Say how many lines of the material below contain the word "bool", with no other words.

+ + +

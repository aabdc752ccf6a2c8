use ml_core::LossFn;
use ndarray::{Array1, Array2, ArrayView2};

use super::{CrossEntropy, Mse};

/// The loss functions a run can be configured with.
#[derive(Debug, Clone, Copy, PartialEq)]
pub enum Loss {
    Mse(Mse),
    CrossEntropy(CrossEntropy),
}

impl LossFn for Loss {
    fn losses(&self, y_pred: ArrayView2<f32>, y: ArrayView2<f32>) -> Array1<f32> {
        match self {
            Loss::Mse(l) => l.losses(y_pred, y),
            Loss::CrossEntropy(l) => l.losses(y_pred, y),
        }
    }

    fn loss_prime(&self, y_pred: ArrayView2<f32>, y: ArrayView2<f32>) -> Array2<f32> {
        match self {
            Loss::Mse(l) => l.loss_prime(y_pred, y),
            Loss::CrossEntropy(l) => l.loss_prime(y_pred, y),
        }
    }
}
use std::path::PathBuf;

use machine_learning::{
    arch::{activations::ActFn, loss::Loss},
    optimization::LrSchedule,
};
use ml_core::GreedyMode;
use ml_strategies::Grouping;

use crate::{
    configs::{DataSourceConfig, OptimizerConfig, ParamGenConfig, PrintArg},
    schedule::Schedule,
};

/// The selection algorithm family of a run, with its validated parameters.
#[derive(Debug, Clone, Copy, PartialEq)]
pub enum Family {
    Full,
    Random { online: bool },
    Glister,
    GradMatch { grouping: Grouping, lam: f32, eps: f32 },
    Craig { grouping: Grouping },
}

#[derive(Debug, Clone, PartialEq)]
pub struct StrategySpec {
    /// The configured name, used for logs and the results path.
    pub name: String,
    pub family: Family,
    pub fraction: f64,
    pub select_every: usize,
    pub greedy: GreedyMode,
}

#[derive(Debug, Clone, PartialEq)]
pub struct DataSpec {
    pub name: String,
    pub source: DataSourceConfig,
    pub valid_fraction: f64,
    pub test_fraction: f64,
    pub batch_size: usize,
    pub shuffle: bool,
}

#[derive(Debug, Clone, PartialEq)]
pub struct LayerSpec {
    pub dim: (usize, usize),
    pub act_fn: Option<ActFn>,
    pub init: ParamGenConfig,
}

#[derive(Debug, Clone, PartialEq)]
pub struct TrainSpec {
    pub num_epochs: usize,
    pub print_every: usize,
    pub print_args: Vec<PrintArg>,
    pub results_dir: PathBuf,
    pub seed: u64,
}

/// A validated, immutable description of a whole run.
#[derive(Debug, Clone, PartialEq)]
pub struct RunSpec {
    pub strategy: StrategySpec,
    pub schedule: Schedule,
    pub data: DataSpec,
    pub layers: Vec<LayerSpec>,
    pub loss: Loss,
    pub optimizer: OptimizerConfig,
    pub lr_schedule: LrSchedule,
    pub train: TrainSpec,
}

+ + +

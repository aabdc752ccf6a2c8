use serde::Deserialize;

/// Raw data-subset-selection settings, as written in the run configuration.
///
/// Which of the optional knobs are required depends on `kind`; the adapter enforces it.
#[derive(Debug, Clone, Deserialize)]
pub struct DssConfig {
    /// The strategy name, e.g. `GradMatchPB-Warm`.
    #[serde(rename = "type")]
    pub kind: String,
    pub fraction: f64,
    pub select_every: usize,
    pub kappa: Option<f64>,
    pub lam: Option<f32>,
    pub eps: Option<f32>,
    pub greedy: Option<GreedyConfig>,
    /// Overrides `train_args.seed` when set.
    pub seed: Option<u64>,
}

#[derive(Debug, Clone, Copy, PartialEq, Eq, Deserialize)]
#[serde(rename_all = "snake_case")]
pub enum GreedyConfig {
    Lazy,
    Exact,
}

+ + +

* _RESPONSE AREA_: 2